> MATERIAL SHOWN
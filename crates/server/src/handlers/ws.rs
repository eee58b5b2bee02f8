use crate::config::AppState;
use crate::presence::SessionHandle;
use crate::relay::{ClientFrame, Relay, SessionEvent};
use axum::{
    extract::{
        ws::{Message as WsMessage, WebSocket, WebSocketUpgrade},
        State,
    },
    response::IntoResponse,
};
use futures::{SinkExt, StreamExt};
use std::sync::Arc;
use tracing::{debug, info, warn};

/// GET /ws - one live session per socket
pub async fn session_ws(State(state): State<AppState>, ws: WebSocketUpgrade) -> impl IntoResponse {
    let relay = state.relay.clone();
    ws.on_upgrade(move |socket| run_session(socket, relay))
}

async fn run_session(socket: WebSocket, relay: Arc<Relay>) {
    let (session, mut outbound) = SessionHandle::channel();
    let (mut sender, mut receiver) = socket.split();
    info!("User connected: {}", session.id());

    let push_task = tokio::spawn(async move {
        while let Some(event) = outbound.recv().await {
            let frame = match serde_json::to_string(&event) {
                Ok(frame) => frame,
                Err(e) => {
                    warn!("Dropping unserializable event: {}", e);
                    continue;
                }
            };
            if sender.send(WsMessage::Text(frame.into())).await.is_err() {
                break;
            }
        }
    });

    while let Some(Ok(frame)) = receiver.next().await {
        let text = match frame {
            WsMessage::Text(text) => text,
            WsMessage::Close(_) => break,
            _ => continue,
        };

        match serde_json::from_str::<ClientFrame>(text.as_str()) {
            Ok(frame) => relay.handle(&session, frame.into()).await,
            Err(e) => debug!("Ignoring malformed frame on {}: {}", session.id(), e),
        }
    }

    relay.handle(&session, SessionEvent::Disconnect).await;
    push_task.abort();
    info!("User disconnected: {}", session.id());
}
//! Error type shared by the stores, the connection manager, the relay and the
//! HTTP handlers.

use axum::{
    extract::rejection::JsonRejection,
    http::StatusCode,
    response::{IntoResponse, Response},
    Json,
};
use serde_json::json;
use thiserror::Error;
use tracing::error;

use crate::models::ConnectionStatus;

pub type Result<T> = core::result::Result<T, Error>;

#[derive(Error, Debug)]
pub enum Error {
    /// Missing or self-referential fields.
    #[error("{0}")]
    InvalidInput(String),

    /// A relationship or record that must be unique already exists.
    #[error("{0}")]
    Conflict(String),

    #[error("{0}")]
    NotFound(String),

    /// The invitation matched but was answered before.
    #[error("Invitation already {0}.")]
    AlreadyResolved(ConnectionStatus),

    #[error("Storage error: {0}")]
    Storage(#[from] sqlx::Error),

    /// A stored value could not be decoded (bad timestamp, bad tag list).
    #[error("Corrupt record: {0}")]
    Corrupt(String),
}

impl Error {
    pub fn invalid(msg: impl Into<String>) -> Self {
        Error::InvalidInput(msg.into())
    }

    pub fn status(&self) -> StatusCode {
        match self {
            Error::InvalidInput(_) | Error::Conflict(_) => StatusCode::BAD_REQUEST,
            Error::NotFound(_) => StatusCode::NOT_FOUND,
            Error::AlreadyResolved(_) => StatusCode::CONFLICT,
            Error::Storage(_) | Error::Corrupt(_) => StatusCode::INTERNAL_SERVER_ERROR,
        }
    }

    pub fn is_storage(&self) -> bool {
        matches!(self, Error::Storage(_) | Error::Corrupt(_))
    }

    /// Message safe to hand back to a client. Storage details stay in the log.
    pub fn public_message(&self) -> String {
        if self.is_storage() {
            "Server error".to_string()
        } else {
            self.to_string()
        }
    }
}

/// A body axum could not read as the expected JSON is the client's fault.
impl From<JsonRejection> for Error {
    fn from(rejection: JsonRejection) -> Self {
        Error::InvalidInput(rejection.body_text())
    }
}

impl IntoResponse for Error {
    fn into_response(self) -> Response {
        if self.is_storage() {
            error!("{}", self);
        }

        let body = Json(json!({ "error": self.public_message() }));
        (self.status(), body).into_response()
    }
}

> PROBLEM
Each entry must appear in the reply exactly as written.

> EXERCISE SOLUTION
filename crates/server/src/handlers/ws.rs
repository eee58b5b2bee02f8
use crate::config::AppState;
use crate::presence::SessionHandle;
use crate::relay::{ClientFrame, Relay, SessionEvent};
use axum::{
    extract::{
        ws::{Message as WsMessage, WebSocket, WebSocketUpgrade},
        State,
    },
    response::IntoResponse,
};
use futures::{SinkExt, StreamExt};
use std::sync::Arc;
use tracing::{debug, info, warn};

/// GET /ws - one live session per socket
pub async fn session_ws(State(state): State<AppState>, ws: WebSocketUpgrade) -> impl IntoResponse {
    let relay = state.relay.clone();
    ws.on_upgrade(move |socket| run_session(socket, relay))
}

async fn run_session(socket: WebSocket, relay: Arc<Relay>) {
    let (session, mut outbound) = SessionHandle::channel();
    let (mut sender, mut receiver) = socket.split();
    info!("User connected: {}", session.id());

    let push_task = tokio::spawn(async move {
        while let Some(event) = outbound.recv().await {
            let frame = match serde_json::to_string(&event) {
                Ok(frame) => frame,
                Err(e) => {
                    warn!("Dropping unserializable event: {}", e);
                    continue;
                }
            };
            if sender.send(WsMessage::Text(frame.into())).await.is_err() {
                break;
            }
        }
    });

    while let Some(Ok(frame)) = receiver.next().await {
        let text = match frame {
            WsMessage::Text(text) => text,
            WsMessage::Close(_) => break,
            _ => continue,
        };

        match serde_json::from_str::<ClientFrame>(text.as_str()) {
            Ok(frame) => relay.handle(&session, frame.into()).await,
            Err(e) => debug!("Ignoring malformed frame on {}: {}", session.id(), e),
        }
    }

    relay.handle(&session, SessionEvent::Disconnect).await;
    push_task.abort();
    info!("User disconnected: {}", session.id());
}
//! Error type shared by the stores, the connection manager, the relay and the
//! HTTP handlers.

use axum::{
    extract::rejection::JsonRejection,
    http::StatusCode,
    response::{IntoResponse, Response},
    Json,
};
use serde_json::json;
use thiserror::Error;
use tracing::error;

use crate::models::ConnectionStatus;

pub type Result<T> = core::result::Result<T, Error>;

#[derive(Error, Debug)]
pub enum Error {
    /// Missing or self-referential fields.
    #[error("{0}")]
    InvalidInput(String),

    /// A relationship or record that must be unique already exists.
    #[error("{0}")]
    Conflict(String),

    #[error("{0}")]
    NotFound(String),

    /// The invitation matched but was answered before.
    #[error("Invitation already {0}.")]
    AlreadyResolved(ConnectionStatus),

    #[error("Storage error: {0}")]
    Storage(#[from] sqlx::Error),

    /// A stored value could not be decoded (bad timestamp, bad tag list).
    #[error("Corrupt record: {0}")]
    Corrupt(String),
}

impl Error {
    pub fn invalid(msg: impl Into<String>) -> Self {
        Error::InvalidInput(msg.into())
    }

    pub fn status(&self) -> StatusCode {
        match self {
            Error::InvalidInput(_) | Error::Conflict(_) => StatusCode::BAD_REQUEST,
            Error::NotFound(_) => StatusCode::NOT_FOUND,
            Error::AlreadyResolved(_) => StatusCode::CONFLICT,
            Error::Storage(_) | Error::Corrupt(_) => StatusCode::INTERNAL_SERVER_ERROR,
        }
    }

    pub fn is_storage(&self) -> bool {
        matches!(self, Error::Storage(_) | Error::Corrupt(_))
    }

    /// Message safe to hand back to a client. Storage details stay in the log.
    pub fn public_message(&self) -> String {
        if self.is_storage() {
            "Server error".to_string()
        } else {
            self.to_string()
        }
    }
}

/// A body axum could not read as the expected JSON is the client's fault.
impl From<JsonRejection> for Error {
    fn from(rejection: JsonRejection) -> Self {
        Error::InvalidInput(rejection.body_text())
    }
}

impl IntoResponse for Error {
    fn into_response(self) -> Response {
        if self.is_storage() {
            error!("{}", self);
        }

        let body = Json(json!({ "error": self.public_message() }));
        (self.status(), body).into_response()
    }
}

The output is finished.